Updated to correct JP Morgan’s position on Apple stock price target.
Doubt Over Whether Apple Can Continue to Outperform the Market
Over the past 10 years, Apple shareholders have enjoyed great profits from the tech giant. Apple stock has more than tripled the S&P 500 returns, and Cupertino’s market capitalization currently accounts for about 7% of the S&P 500.
According to Seeking Alpha, though, Apple might not be able to maintain such momentum. In fact, the publication thinks Cupertino’s room for margin improvement is all but gone. Unless Apple can “find a new disruptive innovation that can move the needle,” it says, the tech giant may find itself actually underperforming the market over the next 10 years.
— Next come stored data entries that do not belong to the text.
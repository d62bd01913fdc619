use std::collections::HashMap;

use async_trait::async_trait;
use redis::{AsyncCommands, IntoConnectionInfo};

use super::{state_key, StateStore, WindowStore, STATE_KEY_PREFIX, STATE_TTL_SECONDS};
use crate::error::StoreError;
use crate::state::InstanceState;

/// Redis-backed coordination store shared across proxy replicas. One client,
/// multiplexed connections.
#[derive(Clone)]
pub struct RedisStore {
    client: redis::Client,
}

impl RedisStore {
    pub fn new(url: impl AsRef<str>, password: &str) -> Result<Self, StoreError> {
        let mut info = url.as_ref().into_connection_info()?;
        if !password.is_empty() {
            info.redis.password = Some(password.to_string());
        }
        Ok(Self {
            client: redis::Client::open(info)?,
        })
    }

    async fn connection(&self) -> Result<redis::aio::MultiplexedConnection, redis::RedisError> {
        self.client.get_multiplexed_async_connection().await
    }

    pub async fn ping(&self) -> Result<(), StoreError> {
        let mut conn = self.connection().await?;
        let _: Option<String> = conn.get("proxy:__ping__").await?;
        Ok(())
    }
}

#[async_trait]
impl StateStore for RedisStore {
    async fn get(&self, name: &str) -> Result<InstanceState, StoreError> {
        let mut conn = self.connection().await?;
        let raw: Option<String> = conn.get(state_key(name)).await?;
        match raw {
            Some(raw) => Ok(serde_json::from_str(&raw)?),
            None => Ok(InstanceState::new(name)),
        }
    }

    async fn set(&self, name: &str, state: &InstanceState) -> Result<(), StoreError> {
        let mut conn = self.connection().await?;
        let raw = serde_json::to_string(state)?;
        let _: () = conn.set_ex(state_key(name), raw, STATE_TTL_SECONDS).await?;
        Ok(())
    }

    async fn delete(&self, name: &str) -> Result<(), StoreError> {
        let mut conn = self.connection().await?;
        let _: () = conn.del(state_key(name)).await?;
        Ok(())
    }

    async fn list(&self) -> Result<Vec<String>, StoreError> {
        let mut conn = self.connection().await?;
        let keys: Vec<String> = conn.keys(format!("{STATE_KEY_PREFIX}*")).await?;
        Ok(keys
            .into_iter()
            .map(|key| key[STATE_KEY_PREFIX.len()..].to_string())
            .collect())
    }

    async fn get_all(&self) -> Result<HashMap<String, InstanceState>, StoreError> {
        let names = StateStore::list(self).await?;
        let mut states = HashMap::with_capacity(names.len());
        for name in names {
            // Skip unreadable entries, keep serving the rest.
            if let Ok(state) = StateStore::get(self, &name).await {
                states.insert(name, state);
            }
        }
        Ok(states)
    }
}

#[async_trait]
impl WindowStore for RedisStore {
    async fn zadd(&self, key: &str, member: &str, score: i64) -> Result<(), StoreError> {
        let mut conn = self.connection().await?;
        let _: () = conn.zadd(key, member, score).await?;
        Ok(())
    }

    async fn zrange_with_scores(&self, key: &str) -> Result<Vec<(String, i64)>, StoreError> {
        let mut conn = self.connection().await?;
        let entries: Vec<(String, i64)> = conn.zrange_withscores(key, 0, -1).await?;
        Ok(entries)
    }

    async fn zrem_range_by_score(&self, key: &str, max_score: i64) -> Result<(), StoreError> {
        let mut conn = self.connection().await?;
        let _: () = conn.zrembyscore(key, "-inf", max_score).await?;
        Ok(())
    }

    async fn del(&self, key: &str) -> Result<(), StoreError> {
        let mut conn = self.connection().await?;
        let _: () = conn.del(key).await?;
        Ok(())
    }

    async fn expire(&self, key: &str, ttl_seconds: i64) -> Result<(), StoreError> {
        let mut conn = self.connection().await?;
        let _: () = conn.expire(key, ttl_seconds).await?;
        Ok(())
    }

    async fn evict_and_range(
        &self,
        key: &str,
        cutoff: i64,
    ) -> Result<Vec<(String, i64)>, StoreError> {
        let mut conn = self.connection().await?;
        let (entries,): (Vec<(String, i64)>,) = redis::pipe()
            .zrembyscore(key, "-inf", cutoff)
            .ignore()
            .zrange_withscores(key, 0, -1)
            .query_async(&mut conn)
            .await?;
        Ok(entries)
    }

    async fn record(
        &self,
        key: &str,
        member: &str,
        score: i64,
        cutoff: i64,
        ttl_seconds: i64,
    ) -> Result<(), StoreError> {
        let mut conn = self.connection().await?;
        let _: () = redis::pipe()
            .zadd(key, member, score)
            .ignore()
            .zrembyscore(key, "-inf", cutoff)
            .ignore()
            .expire(key, ttl_seconds)
            .ignore()
            .query_async(&mut conn)
            .await?;
        Ok(())
    }
}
Of course, Apple may have just such a disruptive innovation up its sleeves, perhaps even two. We continue to expect the iPhone maker to introduce its own mixed-reality headset in 2023. Full-on AR glasses could follow by 2025, which would certainly buoy the company’s market performance.
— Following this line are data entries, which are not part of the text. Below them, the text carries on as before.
//! The three OpenAI-format proxy endpoints and the streaming relay glue.

use axum::body::Body;
use axum::extract::State;
use axum::http::header::{CACHE_CONTROL, CONNECTION, CONTENT_LENGTH, CONTENT_TYPE, TRANSFER_ENCODING};
use axum::http::{HeaderMap, HeaderName, HeaderValue, StatusCode};
use axum::response::{IntoResponse, Response};
use axum::Json;
use bytes::Bytes;
use serde_json::Value;

use super::{error_response, AppState};
use crate::dispatch::DispatchReply;
use crate::error::ProxyError;
use crate::sse;
use crate::transform::ProxyEndpoint;

pub async fn chat_completions(State(state): State<AppState>, body: Bytes) -> Response {
    handle(state, ProxyEndpoint::ChatCompletions, body).await
}

pub async fn completions(State(state): State<AppState>, body: Bytes) -> Response {
    handle(state, ProxyEndpoint::Completions, body).await
}

pub async fn embeddings(State(state): State<AppState>, body: Bytes) -> Response {
    handle(state, ProxyEndpoint::Embeddings, body).await
}

async fn handle(state: AppState, endpoint: ProxyEndpoint, body: Bytes) -> Response {
    let payload: Value = match serde_json::from_slice(&body) {
        Ok(payload) => payload,
        Err(_) => return error_response(&ProxyError::client("invalid JSON payload", 400)),
    };

    match state.dispatcher.dispatch(endpoint, payload).await {
        Ok(DispatchReply::Json {
            status,
            headers,
            body,
        }) => json_response(status, &headers, body),
        Ok(DispatchReply::Raw {
            status,
            headers,
            body,
        }) => raw_response(status, &headers, body),
        Ok(DispatchReply::Stream {
            status,
            headers,
            upstream,
            original_model,
        }) => stream_response(status, &headers, upstream, original_model),
        Err(err) => {
            tracing::error!(
                kind = err.kind.as_str(),
                status = err.status_code,
                endpoint = endpoint.path(),
                "{}",
                err.message
            );
            error_response(&err)
        }
    }
}

fn json_response(status: u16, upstream_headers: &HeaderMap, body: Value) -> Response {
    let mut response = Json(body).into_response();
    *response.status_mut() =
        StatusCode::from_u16(status).unwrap_or(StatusCode::INTERNAL_SERVER_ERROR);
    copy_headers(upstream_headers, response.headers_mut(), |name| {
        // The body is re-serialized, so framing headers must not survive.
        name != &CONTENT_LENGTH && name != &TRANSFER_ENCODING && name != &CONTENT_TYPE
    });
    response
}

fn raw_response(status: u16, upstream_headers: &HeaderMap, body: Bytes) -> Response {
    let mut response = body.into_response();
    *response.status_mut() =
        StatusCode::from_u16(status).unwrap_or(StatusCode::INTERNAL_SERVER_ERROR);
    copy_headers(upstream_headers, response.headers_mut(), |name| {
        name != &CONTENT_LENGTH && name != &TRANSFER_ENCODING
    });
    response
}

fn stream_response(
    status: u16,
    upstream_headers: &HeaderMap,
    upstream: reqwest::Response,
    original_model: String,
) -> Response {
    let mut headers = HeaderMap::new();
    headers.insert(CONTENT_TYPE, HeaderValue::from_static("text/event-stream"));
    headers.insert(CACHE_CONTROL, HeaderValue::from_static("no-cache"));
    headers.insert(CONNECTION, HeaderValue::from_static("keep-alive"));
    headers.insert(
        HeaderName::from_static("access-control-allow-origin"),
        HeaderValue::from_static("*"),
    );
    copy_headers(upstream_headers, &mut headers, |name| {
        !name.as_str().starts_with("content-")
            && name != &CACHE_CONTROL
            && name != &CONNECTION
            && name != &TRANSFER_ENCODING
    });

    let mut response = Response::new(Body::from_stream(sse::relay_stream(
        upstream,
        original_model,
    )));
    *response.status_mut() =
        StatusCode::from_u16(status).unwrap_or(StatusCode::INTERNAL_SERVER_ERROR);
    *response.headers_mut() = headers;
    response
}

fn copy_headers(
    source: &HeaderMap,
    target: &mut HeaderMap,
    keep: impl Fn(&HeaderName) -> bool,
) {
    for (name, value) in source {
        if keep(name) {
            target.insert(name.clone(), value.clone());
        }
    }
}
Then there’s the long-rumored Apple Car. While we haven’t heard much on that front in recent weeks, most observers continue to expect Apple will debut its own autonomous vehicle within the next few years. Unfortunately, Project Titan hasn’t produced much to show for the vehicle yet. The group has also suffered a number of key player departures, while only replacing a few of them.
Financial Analysts at JP Morgan Maintain Previous Apple Stock Price Expectations
Meanwhile, investment firm JP Morgan also sees some reason to be concerned. The firm previously predicted Apple’s stock rising to $200, and that hasn’t changed.
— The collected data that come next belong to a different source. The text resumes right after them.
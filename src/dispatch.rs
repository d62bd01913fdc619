//! End-to-end request flow: validate, select, transform, admit, forward,
//! account. Composes the selector, transformer, rate limiter, and upstream
//! clients around the shared instance state.

use std::collections::HashMap;
use std::sync::Arc;
use std::time::Instant;

use axum::http::HeaderMap;
use bytes::Bytes;
use serde_json::Value;

use crate::config::{InstanceConfig, ProviderType};
use crate::error::ProxyError;
use crate::manager::InstanceManager;
use crate::state::ErrorOrigin;
use crate::transform::{
    resolve_deployment, strip_internal_metadata, ProxyEndpoint, RequestTransformer,
};
use crate::upstream::{parse_error_response, AzureClient};

/// What the HTTP layer turns into the client-facing response.
pub enum DispatchReply {
    /// Rewritten JSON body with the upstream status and headers.
    Json {
        status: u16,
        headers: HeaderMap,
        body: Value,
    },
    /// Upstream body that did not parse as JSON; forwarded untouched.
    Raw {
        status: u16,
        headers: HeaderMap,
        body: Bytes,
    },
    /// Streaming response to be relayed chunk by chunk.
    Stream {
        status: u16,
        headers: HeaderMap,
        upstream: reqwest::Response,
        original_model: String,
    },
}

pub struct Dispatcher {
    manager: Arc<InstanceManager>,
    transformer: RequestTransformer,
    clients: HashMap<String, Arc<AzureClient>>,
}

impl Dispatcher {
    /// Builds one upstream client per Azure instance up front; they carry
    /// their own connection pools and are safe to share across requests.
    pub fn new(
        manager: Arc<InstanceManager>,
        instances: &[InstanceConfig],
    ) -> Result<Self, ProxyError> {
        let mut clients = HashMap::new();
        for instance in instances {
            if instance.provider_type == ProviderType::Azure {
                clients.insert(
                    instance.name.clone(),
                    Arc::new(AzureClient::new(instance.clone())?),
                );
            }
        }
        Ok(Self {
            manager,
            transformer: RequestTransformer::new(),
            clients,
        })
    }

    pub fn manager(&self) -> &Arc<InstanceManager> {
        &self.manager
    }

    pub fn client(&self, name: &str) -> Option<Arc<AzureClient>> {
        self.clients.get(name).cloned()
    }

    pub async fn dispatch(
        &self,
        endpoint: ProxyEndpoint,
        payload: Value,
    ) -> Result<DispatchReply, ProxyError> {
        let started = Instant::now();

        let Some(payload) = payload.as_object() else {
            return Err(ProxyError::client("invalid JSON payload", 400));
        };

        self.transformer.validate(endpoint, payload)?;

        let model = payload
            .get("model")
            .and_then(|v| v.as_str())
            .unwrap_or_default()
            .to_string();

        let selected = self
            .manager
            .select_instance(&model, 0, Some(ProviderType::Azure))
            .await
            .map_err(|err| {
                ProxyError::instance("no suitable instance available")
                    .with_detail("model", model.clone())
                    .with_detail("endpoint", endpoint.path())
                    .with_detail("error", err.message)
            })?;

        let config = self
            .manager
            .instance_config(&selected)
            .await
            .ok_or_else(|| {
                ProxyError::internal("failed to get instance config")
                    .with_detail("instance", selected.clone())
            })?;

        let deployment = resolve_deployment(&model, &config.model_deployments);
        let transformed = self.transformer.transform_to_azure(endpoint, payload)?;

        let (admitted, retry_after) = self
            .manager
            .check_rate_limit(&selected, transformed.required_tokens)
            .await;
        if !admitted {
            return Err(ProxyError::upstream("rate limit exceeded", 429)
                .with_detail("instance", selected.clone())
                .with_detail("tokens", transformed.required_tokens)
                .with_retry_after(retry_after));
        }

        let is_streaming = payload
            .get("stream")
            .and_then(|v| v.as_bool())
            .unwrap_or(false);

        let clean_payload = strip_internal_metadata(&transformed.payload);

        let client = self.client(&selected).ok_or_else(|| {
            ProxyError::internal("Azure service not found for instance")
                .with_detail("instance", selected.clone())
        })?;

        tracing::debug!(
            instance = %selected,
            model = %transformed.original_model,
            deployment = %deployment,
            tokens = transformed.required_tokens,
            streaming = is_streaming,
            "forwarding request"
        );

        let response = if is_streaming {
            client
                .stream_request(endpoint, clean_payload, &deployment)
                .await?
        } else {
            client
                .proxy_request(endpoint, &clean_payload, &deployment)
                .await?
        };

        let status = response.status().as_u16();
        let headers = response.headers().clone();

        if status >= 400 {
            let err = parse_error_response(response).await;
            self.manager
                .record_error(
                    &selected,
                    status,
                    ErrorOrigin::Upstream,
                    &err.message,
                    err.retry_after(),
                )
                .await;
            return Err(err);
        }

        let latency_ms = started.elapsed().as_secs_f64() * 1000.0;
        self.manager
            .record_success(&selected, transformed.required_tokens, latency_ms)
            .await;

        if is_streaming {
            return Ok(DispatchReply::Stream {
                status,
                headers,
                upstream: response,
                original_model: transformed.original_model,
            });
        }

        let body = response.bytes().await.map_err(|err| {
            ProxyError::internal("failed to read response").with_detail("error", err.to_string())
        })?;

        match serde_json::from_slice::<Value>(&body) {
            Ok(mut parsed) => {
                self.transformer
                    .rewrite_response(&mut parsed, &transformed.original_model);
                Ok(DispatchReply::Json {
                    status,
                    headers,
                    body: parsed,
                })
            }
            Err(_) => Ok(DispatchReply::Raw {
                status,
                headers,
                body,
            }),
        }
    }
}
The firm acknowledges struggles with meeting demand for the iPhone 14 Pro models continuing to hinder the tech giant. Lead times for the higher-end devices have increased to 40 days in the U.S. and the U.K. At the same time, demand seems lower than desired for the base-level iPhone 14. U.S. lead times for that handset sits at around three days, with only a one-day delay in the U.K.
With the increasing lead times for the iPhone 14 Pro, low demand for the consumer model and heightened economic worries, JP Morgan still maintains its price target for Apple stock. Analyst Samir Chatterjee reiterated his $200 target as of Nov. 20.
As of this writing, Apple’s common stock had closed down $3.28 to $148.01, a 2.17% decrease over its closing price Nov. 18.
Note: I am not an investment advisor and do hold a minor share in AAPL. Nothing in this article should be taken as investment advice.